When Helen Thomas moved to Hill Farm, the garden was little more than grass, and mature trees and hedges. Helen came up with a plan that would provide space for her children to play in, while preserving the sloping garden’s natural contours.
While many designers would have been tempted to create terraces, Helen enhanced the steep slope by using heathers and shrubs to accentuate and mimic the movement of the land.
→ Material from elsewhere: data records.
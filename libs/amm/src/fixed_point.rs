//! 18-decimal fixed-point operations with explicit rounding direction
//!
//! Every pool formula picks `*_down` or `*_up` so that rounding always favours the
//! pool. Quotes computed off-chain must make the same choices to match on-chain
//! results exactly.

use crate::error::Result;
use crate::log_exp_math;
use crate::math::{raw, PRECISION};
use bn::{DecFixedPointNumber, IntNumber};
use num_bigint::BigInt;

/// Relative error bound of [`log_exp_math::pow`], `10^-14` in 18-decimal units
pub const MAX_POW_RELATIVE_ERROR: u64 = 10_000;

pub fn one() -> DecFixedPointNumber {
    DecFixedPointNumber::one(PRECISION)
}

pub fn zero() -> DecFixedPointNumber {
    DecFixedPointNumber::zero(PRECISION)
}

fn at_precision(x: &DecFixedPointNumber) -> DecFixedPointNumber {
    if x.precision() == PRECISION {
        x.clone()
    } else {
        x.set_precision(PRECISION)
    }
}

pub fn mul_down(a: &DecFixedPointNumber, b: &DecFixedPointNumber) -> DecFixedPointNumber {
    at_precision(a).mul_down(&at_precision(b))
}

pub fn mul_up(a: &DecFixedPointNumber, b: &DecFixedPointNumber) -> DecFixedPointNumber {
    at_precision(a).mul_up(&at_precision(b))
}

pub fn div_down(a: &DecFixedPointNumber, b: &DecFixedPointNumber) -> Result<DecFixedPointNumber> {
    Ok(at_precision(a).div_down(&at_precision(b))?)
}

pub fn div_up(a: &DecFixedPointNumber, b: &DecFixedPointNumber) -> Result<DecFixedPointNumber> {
    Ok(at_precision(a).div_up(&at_precision(b))?)
}

/// `1 - x` clamped at zero
pub fn complement(x: &DecFixedPointNumber) -> DecFixedPointNumber {
    let one = one();
    if x < &one {
        &one - x
    } else {
        zero()
    }
}

fn max_pow_error(result: &DecFixedPointNumber) -> DecFixedPointNumber {
    let relative = DecFixedPointNumber::from_mantissa(BigInt::from(MAX_POW_RELATIVE_ERROR), PRECISION);
    &mul_up(result, &relative) + &DecFixedPointNumber::from_mantissa(BigInt::from(1u8), PRECISION)
}

/// `x^y` rounded down; exact shortcuts for `y` in {1, 2, 4}
pub fn pow_down(x: &DecFixedPointNumber, y: &DecFixedPointNumber) -> Result<DecFixedPointNumber> {
    let y_raw = raw(y);
    if y_raw == IntNumber::pow10(18) {
        return Ok(at_precision(x));
    }
    if y_raw == IntNumber::from(2u8) * IntNumber::pow10(18) {
        return Ok(mul_down(x, x));
    }
    if y_raw == IntNumber::from(4u8) * IntNumber::pow10(18) {
        let square = mul_down(x, x);
        return Ok(mul_down(&square, &square));
    }

    let result = log_exp_math::pow(x, y)?;
    let max_error = max_pow_error(&result);
    if result < max_error {
        Ok(zero())
    } else {
        Ok(&result - &max_error)
    }
}

/// `x^y` rounded up; exact shortcuts for `y` in {1, 2, 4}
pub fn pow_up(x: &DecFixedPointNumber, y: &DecFixedPointNumber) -> Result<DecFixedPointNumber> {
    let y_raw = raw(y);
    if y_raw == IntNumber::pow10(18) {
        return Ok(at_precision(x));
    }
    if y_raw == IntNumber::from(2u8) * IntNumber::pow10(18) {
        return Ok(mul_up(x, x));
    }
    if y_raw == IntNumber::from(4u8) * IntNumber::pow10(18) {
        let square = mul_up(x, x);
        return Ok(mul_up(&square, &square));
    }

    let result = log_exp_math::pow(x, y)?;
    let max_error = max_pow_error(&result);
    Ok(&result + &max_error)
}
Sweeping areas of planting separate sections of the garden, with pathways of grass and wood chippings running like ribbons between the levels.
IN BRIEF
Name Hill Farm.
Where Surrey.
Size One and three quarter acres.
Soil Free-draining, slightly acid loam.
Climate Temperate and north facing.
Hardiness zone USDA 8.
As the soil is acid loam, many neighbouring gardens are full of rhododendrons and camellias, but Helen didn’t want to follow the same pattern. “I wanted to show that you could plant in a different, lighter and more modern way, using grasses as well as the more traditional heathers,” she says.
Read our advice on growing winter-flowering heathers.
Initially, Helen’s choice of traditional heathers was practical as much as aesthetic. “I had a young family and heathers were dog- and child-proof.” She started with a mix of the magnificent mauve Erica x darleyensis ‘J.W. Porter’, and the white Erica carnea f. alba ‘Springwood White’, planted as a matrix with the Irish heath, Daboecia cantabrica. Although unable to compete with the ericas, this Irish heath still stubbornly pops up every so often throughout the border, providing sustenance for pollinators in summer.
In winter, the ericas, including Erica carnea f. alba ‘Springwood White’ and Erica x darleyensis ‘J. W Porter’ create seamless rivers of colour. “I had to do some weeding until it all knitted together but since then it has really looked after itself.”
The main terrace has been cut out of the slope, with walls constructed of local flint and softened by the carpet of heathers. Ornamental grasses used in the garden include Calamagrostis brachytricha, along with the upright Miscanthus sinensis ‘Malepartus’, and the shorter and more lax Miscanthus sinensis ‘Abundance’, which arches over the edges of the paths. Helen has dotted the lighter Molinia caerulea ‘Poul Petersen’ around to create a shimmer effect.
Beneath a mature pine, the zingy green hellebore, Helleborus argutifolius, has spread and interspersed with ferns and snowdrops, Galanthus nivalis. These are repeated on the other side of the lawn, beneath the structural and striking winter skeletons of Acer griseum and Betula utilis subsp. jaquemontii.